DRC: Innovative Vaccination Strategies to Respond to the Measles Epidemic

Nurse Tessy Fautsch discusses a new MSF project that aims to treat confirmed cases of measles and develop new vaccination approaches.

Doctors Without Borders/Médecins Sans Frontières (MSF) nurse Tessy Fautsch recently went to Wamba, in the north of the Democratic Republic of the Congo (DRC), to participate in a measles vaccination campaign that is part of a new project aiming to respond to the epidemic that has been devastating the country since 2010. This new project aims to treat confirmed cases in order to reduce mortality and develop new vaccination approaches that can be imitated by the Ministry of Health in order to contain the disease.

Reaching Remote Populations 

The vaccination project Fautsch was involved with was set up in Orientale province, one of the regions most affected by the epidemic.

“When the measles epidemic is seen to be spreading in an area, as many children as possible need to be vaccinated, even if it is difficult to reach [that] area,” says Fautsch. “Going to treat populations where they live is key to a successful vaccination campaign and is sometimes a real challenge.
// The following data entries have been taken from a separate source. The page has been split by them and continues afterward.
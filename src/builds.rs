use crate::cli::{Command, HarArgs, LinuxArgs};
use crate::request::BuildRequest;
use crate::Settings;
use anyhow::Result;

/// Maven arguments every TeamCity build needs, prepended to the user's own
const TC_MAVEN_ARGS: &str = "-DfailIfNoTests=false -Dmaven.test.failure.ignore=true --show-version";

/// Build configurations that can be triggered, one per sub command
#[derive(Debug, Clone, Copy, PartialEq, Eq)]
pub enum BuildType {
    Linux,
    Har,
}

impl BuildType {
    /// TeamCity build type id
    pub fn id(&self) -> &'static str {
        match self {
            BuildType::Linux => "JonasHaRequests_Neo4jCustom",
            BuildType::Har => "JonasHaRequests_HarBranchArtifacts",
        }
    }

    pub fn command_name(&self) -> &'static str {
        match self {
            BuildType::Linux => "linux",
            BuildType::Har => "har",
        }
    }
}

pub fn tc_maven_args(original: &str) -> String {
    format!("{} {}", TC_MAVEN_ARGS, original)
}

/// Custom Neo4j build on Linux
pub fn linux_request(args: &LinuxArgs, settings: &Settings) -> BuildRequest {
    BuildRequest::new(
        BuildType::Linux,
        settings.personal,
        &args.branch,
        &settings.remote,
    )
    .with_property("project-default-jdk", format!("%{}%", args.jdk.as_str()))
    .with_property("maven-goals", args.maven_goals.as_str())
    .with_property("maven-args", tc_maven_args(&args.maven_args))
}

/// HA robustness build, which takes no properties beyond the branch
pub fn har_request(args: &HarArgs, settings: &Settings) -> BuildRequest {
    BuildRequest::new(BuildType::Har, settings.personal, &args.branch, &settings.remote)
}

/// Resolve the settings for `command` and build the request it asks for
pub fn dispatch(command: &Command) -> Result<(Settings, BuildRequest)> {
    let settings = Settings::resolve(command.common())?;
    let request = match command {
        Command::Linux(args) => linux_request(args, &settings),
        Command::Har(args) => har_request(args, &settings),
    };
    Ok((settings, request))
}
use crate::builds::BuildType;
use anyhow::Result;
use indexmap::IndexMap;
use quick_xml::{events::BytesText, Writer};
use std::io;

const COMMENT: &str = "Triggered from CLI";

/// A single build to be queued on TeamCity
///
/// The `remote` and `branch` properties are always present and always come first. Any other
/// properties follow in insertion order.
#[derive(Debug, Clone, PartialEq, Eq)]
pub struct BuildRequest {
    build_type: BuildType,
    personal: bool,
    branch: String,
    remote: String,
    properties: IndexMap<String, String>,
}

impl BuildRequest {
    pub fn new(build_type: BuildType, personal: bool, branch: &str, remote: &str) -> Self {
        let mut properties = IndexMap::with_capacity(5);
        properties.insert("remote".to_owned(), remote.to_owned());
        properties.insert("branch".to_owned(), branch.to_owned());
        Self {
            build_type,
            personal,
            branch: branch.to_owned(),
            remote: remote.to_owned(),
            properties,
        }
    }

    /// Add a build property. Setting an existing name replaces its value but keeps its position.
    pub fn with_property(mut self, name: impl Into<String>, value: impl Into<String>) -> Self {
        self.properties.insert(name.into(), value.into());
        self
    }

    pub fn build_type(&self) -> BuildType {
        self.build_type
    }

    pub fn personal(&self) -> bool {
        self.personal
    }

    pub fn branch(&self) -> &str {
        &self.branch
    }

    pub fn remote(&self) -> &str {
        &self.remote
    }

    pub fn properties(&self) -> &IndexMap<String, String> {
        &self.properties
    }

    /// Render the request body expected by TeamCity's `buildQueue` endpoint
    pub fn to_xml(&self) -> Result<String> {
        let mut writer = Writer::new_with_indent(Vec::new(), b' ', 2);
        writer
            .create_element("build")
            .with_attribute(("personal", if self.personal { "true" } else { "false" }))
            .with_attribute(("branchName", self.branch.as_str()))
            .write_inner_content(|w| -> io::Result<()> {
                w.create_element("buildType")
                    .with_attribute(("id", self.build_type.id()))
                    .write_empty()?;
                w.create_element("comment")
                    .write_inner_content(|w| -> io::Result<()> {
                        w.create_element("text")
                            .write_text_content(BytesText::new(COMMENT))?;
                        Ok(())
                    })?;
                w.create_element("properties")
                    .write_inner_content(|w| -> io::Result<()> {
                        for (name, value) in &self.properties {
                            w.create_element("property")
                                .with_attribute(("name", name.as_str()))
                                .with_attribute(("value", value.as_str()))
                                .write_empty()?;
                        }
                        Ok(())
                    })?;
                Ok(())
            })?;
        Ok(String::from_utf8(writer.into_inner())?)
    }
}

#[cfg(test)]
mod tests {
    use super::*;

    fn count_properties(xml: &str) -> usize {
        xml.matches("<property ").count()
    }

    #[test]
    fn personal_flag_is_lower_case() {
        let xml = BuildRequest::new(BuildType::Har, true, "main", "origin")
            .to_xml()
            .unwrap();
        assert!(xml.contains(r#"personal="true""#));

        let xml = BuildRequest::new(BuildType::Har, false, "main", "origin")
            .to_xml()
            .unwrap();
        assert!(xml.contains(r#"personal="false""#));
        assert!(!xml.contains("False"));
    }

    #[test]
    fn document_layout() {
        let xml = BuildRequest::new(BuildType::Linux, false, "3.5-fix", "upstream")
            .to_xml()
            .unwrap();
        assert!(xml.trim_start().starts_with("<build "));
        assert!(xml.contains(r#"branchName="3.5-fix""#));
        assert!(xml.contains(r#"<buildType id="JonasHaRequests_Neo4jCustom""#));
        assert!(xml.contains("<comment>"));
        assert!(xml.contains("Triggered from CLI"));
        assert!(xml.contains(r#"name="remote" value="upstream""#));
        assert!(xml.contains(r#"name="branch" value="3.5-fix""#));
        assert!(xml.trim_end().ends_with("</build>"));
    }

    #[test]
    fn properties_keep_insertion_order() {
        let xml = BuildRequest::new(BuildType::Har, false, "main", "origin")
            .with_property("zeta", "1")
            .with_property("alpha", "2")
            .with_property("mid", "3")
            .to_xml()
            .unwrap();
        assert_eq!(count_properties(&xml), 5);

        let positions: Vec<usize> = ["remote", "branch", "zeta", "alpha", "mid"]
            .iter()
            .map(|name| xml.find(&format!(r#"name="{}""#, name)).unwrap())
            .collect();
        let mut sorted = positions.clone();
        sorted.sort_unstable();
        assert_eq!(positions, sorted);
    }

    #[test]
    fn repeated_property_replaces_value_in_place() {
        let request = BuildRequest::new(BuildType::Har, false, "main", "origin")
            .with_property("a", "1")
            .with_property("b", "2")
            .with_property("a", "3");
        let names: Vec<&str> = request.properties().keys().map(String::as_str).collect();
        assert_eq!(names, ["remote", "branch", "a", "b"]);
        assert_eq!(request.properties()["a"], "3");
        assert_eq!(count_properties(&request.to_xml().unwrap()), 4);
    }

    #[test]
    fn special_characters_are_escaped() {
        let xml = BuildRequest::new(BuildType::Har, false, "pr/1234&foo", "git@host:\"x\"<y>")
            .with_property("note", "a < b")
            .to_xml()
            .unwrap();
        assert!(xml.contains(r#"branchName="pr/1234&amp;foo""#));
        assert!(xml.contains(r#"value="pr/1234&amp;foo""#));
        assert!(xml.contains("git@host:&quot;x&quot;&lt;y&gt;"));
        assert!(xml.contains(r#"value="a &lt; b""#));
        assert!(!xml.contains("pr/1234&foo"));
    }
}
"For example, the Orientale province in the north of the DRC is very difficult to get to. In this region there are few roads because the equatorial forest is very dense. These roads are not maintained and are in a very poor condition. Before the rainy season, it took us two days to travel 450 kilometers [about 280 miles] between Kisangani, the capital of Orientale province, and Wamba. On the way back it was even more difficult as the cars and trucks got stuck in the mud.”

It can sometimes take a week to reach certain vaccination sites. “In isolated regions, vaccination coverage is poor and measles causes many deaths in children under the age of five,” Fautsch continues. “However, we also see many cases in adolescents and adults. In Wamba, we therefore decided to vaccinate populations between the ages of six months and 15 years, as well as some adults to limit transmission. Vaccinating at least 95 percent of the target population reduces the circulation of the virus and as a result reduces the risk for unprotected populations.

"In the Wamba health zone, MSF vaccinated over 50,000 children—97 percent of the target population—preventing the epidemic from spreading. Now the project is moving to the south, to the West Kasai province, to respond to a new wave of the epidemic.”

New Vaccination Approaches

MSF is developing an innovative new two-stage strategy to reduce measles-related mortality in Orientale and other areas most affected by the epidemic.

“First, we concentrate our effort in the areas most affected in order to respond to the emergency,” explains Fautsch. “We treat reported cases by aiding general referral hospitals and health centers in the area. For example, in Wamba we treated over 860 patients infected with measles. At the same time, we vaccinated the population in these outbreak areas in order to contain transmission. This lasted for three or four days and 400 to 500 children could be vaccinated in 24 hours in rural areas.

"Next, we covered the entire region. The aim was to save resources and make it our priority to travel to the locations where there were cases in order to control the epidemic as soon as possible in a targeted fashion. We adapt according to the information available and change the vaccination order that had originally been planned in order to be able to respond more quickly to the spread of the epidemic.”

From a technical point of view, one of the issues with a vaccination campaign like this is the cold chain, the logistical network that allows the vaccines to be properly preserved.

“We have a centralized cold chain so that we can store the vaccines at between 2 and 8°C,” says Fautsch. “During vaccination campaigns in isolated areas, we do not need electricity on-site as our insulated boxes are good for up to five days. As such, we have tried to do without refrigerators as far as possible to show that you can carry out vaccination campaigns with limited resources in isolated areas. By using insulated boxes to transport vaccines from the storage site to the vaccination sites, we are able to travel to the most isolated areas.”

This strategy allows mortality to be reduced with minimal costs. “It is a strategy that we have implemented in order to demonstrate to the Ministry of Health how effective it is,” says Fautsch. “Ultimately, we hope to see it being adopted by the government and its partners.”

Since 2010, over 200,000 people have been infected with measles in the DRC, and over 4,500 children have died from the disease. In two years, four million people have been vaccinated thanks to the work of MSF and good collaboration with the local health authorities.